Schema dell’olometro. Con i suoi laser dalla potenza di ben 1 kilowatt, e i bracci lunghi circa 40 metri, è in grado di misurare il rumore olografico, ovvero la “pixelizzazione” dello spazio-tempo, sulla scala del miliardesimo del miliardesimo di metro.

Ma cosa si aspetta di vedere, o non vedere, Hogan? Per capirlo, torniamo per un istante all’olometro in dotazione al Fermilab. Questo è costituito da una una coppia di interferometri affiancati, con bracci lunghi 40 metri, funzionanti con fasci di luce laser che ricombinati insieme dovrebbero produrre un’interferenza dovuta al cosiddetto “rumore olografico”.
Questo affascinante fenomeno, teorizzato dallo stesso Hogan, si basa sulla considerazione che anche per lo spazio-tempo, oltre che per la materia, possa valere il principio di indeterminazione di Heisenberg: in pratica, significa che non si può determinare con precisione assoluta la posizione di un punto specifico dello spazio. Da questa “incertezza” intrinseca nella natura ha origine il concetto di “rumore” olografico.
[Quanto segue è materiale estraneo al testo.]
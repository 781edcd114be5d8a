//! Vector index trait and the exhaustive flat implementation.
//!
//! [`FlatIndex`] compares the query against every stored vector using
//! squared Euclidean distance. Other nearest-neighbour structures can be
//! slotted in behind [`VectorIndex`] without touching the pipeline.

use std::cmp::Ordering;

use tracing::debug;

use crate::embedding::EmbeddingVector;
use crate::error::{RagError, Result};

/// Convert a squared Euclidean distance into a similarity score.
///
/// For unit-length vectors `distance = 2 - 2 * cos`, so this equals the
/// cosine similarity. For vectors of any other length it is only a
/// monotone proxy and may fall outside `[0, 1]`.
pub fn score_from_distance(distance: f32) -> f32 {
    1.0 - distance / 2.0
}

/// A search hit: a stored vector's position and its distance to the query.
#[derive(Debug, Clone, Copy, PartialEq)]
pub struct Neighbor {
    /// Insertion position of the stored vector.
    pub position: usize,
    /// Squared Euclidean distance to the query.
    pub distance: f32,
}

impl Neighbor {
    /// Similarity score derived from [`distance`](Self::distance).
    pub fn score(&self) -> f32 {
        score_from_distance(self.distance)
    }

    /// Ascending distance, then ascending position.
    fn rank(a: &Self, b: &Self) -> Ordering {
        a.distance.total_cmp(&b.distance).then_with(|| a.position.cmp(&b.position))
    }
}

/// A read-only nearest-neighbour index over embedding vectors.
///
/// Positions are the zero-based insertion order of the vectors the index
/// was built from.
pub trait VectorIndex: Send + Sync {
    /// Number of stored vectors.
    fn len(&self) -> usize;

    /// Whether the index holds no vectors.
    fn is_empty(&self) -> bool {
        self.len() == 0
    }

    /// Shared dimensionality of the stored vectors, or `None` when empty.
    fn dimensions(&self) -> Option<usize>;

    /// Return up to `k` nearest stored vectors, closest first.
    ///
    /// Ties are broken by ascending position. An empty index returns an
    /// empty list for any query.
    ///
    /// # Errors
    ///
    /// Returns [`RagError::DimensionMismatch`] if the query length differs
    /// from the stored dimensionality.
    fn search(&self, query: &[f32], k: usize) -> Result<Vec<Neighbor>>;
}

/// Exhaustive (brute force) vector index.
///
/// Built once from an ordered list of vectors and immutable afterwards.
///
/// # Example
///
/// ```rust
/// use kbase_rag::{EmbeddingVector, FlatIndex, VectorIndex};
///
/// let index = FlatIndex::build(vec![
///     EmbeddingVector::new(vec![0.0, 0.0]),
///     EmbeddingVector::new(vec![1.0, 0.0]),
/// ])
/// .unwrap();
/// let hits = index.search(&[0.9, 0.0], 1).unwrap();
/// assert_eq!(hits[0].position, 1);
/// ```
#[derive(Debug, Clone, Default)]
pub struct FlatIndex {
    dimensions: Option<usize>,
    vectors: Vec<EmbeddingVector>,
}

impl FlatIndex {
    /// Build an index from vectors in insertion order.
    ///
    /// The first vector fixes the dimensionality. An empty input yields a
    /// valid, empty index.
    ///
    /// # Errors
    ///
    /// Returns [`RagError::DimensionMismatch`] if any vector's length
    /// differs from the first one's.
    pub fn build(vectors: Vec<EmbeddingVector>) -> Result<Self> {
        let dimensions = vectors.first().map(EmbeddingVector::dimensions);
        if let Some(expected) = dimensions {
            if let Some(bad) = vectors.iter().find(|v| v.dimensions() != expected) {
                return Err(RagError::DimensionMismatch { expected, actual: bad.dimensions() });
            }
        }
        debug!(count = vectors.len(), dimensions = ?dimensions, "built flat index");
        Ok(Self { dimensions, vectors })
    }

    /// The stored vector at `position`.
    pub fn get(&self, position: usize) -> Option<&EmbeddingVector> {
        self.vectors.get(position)
    }
}

impl VectorIndex for FlatIndex {
    fn len(&self) -> usize {
        self.vectors.len()
    }

    fn dimensions(&self) -> Option<usize> {
        self.dimensions
    }

    fn search(&self, query: &[f32], k: usize) -> Result<Vec<Neighbor>> {
        let Some(expected) = self.dimensions else {
            return Ok(Vec::new());
        };
        if query.len() != expected {
            return Err(RagError::DimensionMismatch { expected, actual: query.len() });
        }

        let mut neighbors: Vec<Neighbor> = self
            .vectors
            .iter()
            .enumerate()
            .map(|(position, vector)| Neighbor { position, distance: vector.squared_distance(query) })
            .collect();

        if k < neighbors.len() {
            if k == 0 {
                return Ok(Vec::new());
            }
            neighbors.select_nth_unstable_by(k - 1, Neighbor::rank);
            neighbors.truncate(k);
        }
        neighbors.sort_unstable_by(Neighbor::rank);
        Ok(neighbors)
    }
}
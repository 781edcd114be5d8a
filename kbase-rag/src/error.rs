//! Error types for the `kbase-rag` crate.

use std::path::PathBuf;

use thiserror::Error;

use crate::pipeline::PipelineState;

/// Errors that can occur while building or querying the retrieval index.
#[derive(Debug, Error)]
pub enum RagError {
    /// The document folder or one of its files could not be read.
    #[error("I/O error at {}: {source}", .path.display())]
    Io {
        /// The path being accessed when the failure occurred.
        path: PathBuf,
        /// The underlying I/O failure.
        #[source]
        source: std::io::Error,
    },

    /// The embedding provider failed or returned malformed data.
    #[error("Embedding provider error ({provider}): {message}")]
    Provider {
        /// The embedding provider that produced the error.
        provider: String,
        /// A description of the failure.
        message: String,
    },

    /// Vectors of different lengths were mixed in one index or query.
    #[error("Dimension mismatch: expected {expected}, got {actual}")]
    DimensionMismatch {
        /// The dimensionality recorded by the index (or the first vector).
        expected: usize,
        /// The offending vector's length.
        actual: usize,
    },

    /// A query was issued before ingestion reached [`PipelineState::Ready`].
    #[error("Pipeline is not ready (state: {0})")]
    NotReady(PipelineState),

    /// A configuration validation error.
    #[error("Configuration error: {0}")]
    Config(String),

    /// An error in the pipeline orchestration itself.
    #[error("Pipeline error: {0}")]
    Pipeline(String),
}

impl RagError {
    /// Shorthand for a [`RagError::Provider`] error.
    pub fn provider(provider: impl Into<String>, message: impl Into<String>) -> Self {
        Self::Provider { provider: provider.into(), message: message.into() }
    }

    /// Shorthand for a [`RagError::Io`] error.
    pub fn io(path: impl Into<PathBuf>, source: std::io::Error) -> Self {
        Self::Io { path: path.into(), source }
    }
}

/// A convenience result type for retrieval operations.
pub type Result<T> = std::result::Result<T, RagError>;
Se viviamo in un universo in 2D, tutto questo si tradurrebbe in una “pixelizzazione” della trama dello spazio. Secondo il principio olografico, quindi, lo spazio(-tempo) non sarebbe un’entità continua ma discreta, fatta cioè da “pixel” di dimensione finita. Proprio come in un ologramma, verrebbe da pensare. L’analogia non è affatto casuale, perché in uno spazio discreto anziché continuo la quantità di informazione immagazzinabile in un dato volume di spazio sarebbe necessariamente finita (nel senso di non infinita) e potrebbe essere interamente contenuta nella superficie bidimensionale che contiene tale volume. Proprio come in un ologramma, appunto.

Il principio olografico permette di calcolare l’intensità di questo effetto, permettendo un confronto con eventuali misurazioni dell’interferenza tra i laser dell’olometro. “Se alla fine riusciremo a isolare un rumore del quale non ci sia modo di sbarazzarsi, potremmo aver rilevato qualcosa di fondamentale della natura: un rumore intrinseco allo spaziotempo”, spiega Aaron Chou, fisico responsabile dell’olometro. La cosa non è così semplice, perché le misure sono assai complesse e sarà estremamente difficile non farsi ingannare da sorgenti spurie (ovvero non attribuibili univocamente al rumore olografico), ma tecnicamente possibile.
Se si scovasse il rumore olografico predetto da Hogan sarebbe dimostrata sperimentalmente la validità del principio olografico. Questa scoperta sarebbe letteralmente sensazionale: cambierebbe in maniera radicale il nostro concetto (già messo a dura prova dalla fisica del Novecento) di che cosa sia lo spazio. “Per la fisica si tratta di un momento emozionante. Un risultato positivo inaugurerebbe un nuovo modo di interrogarsi su come funziona lo spazio”, confessa Chou. Per qualunque esito facciate il tifo, non resta che attendere i primi risultati dal Fermilab.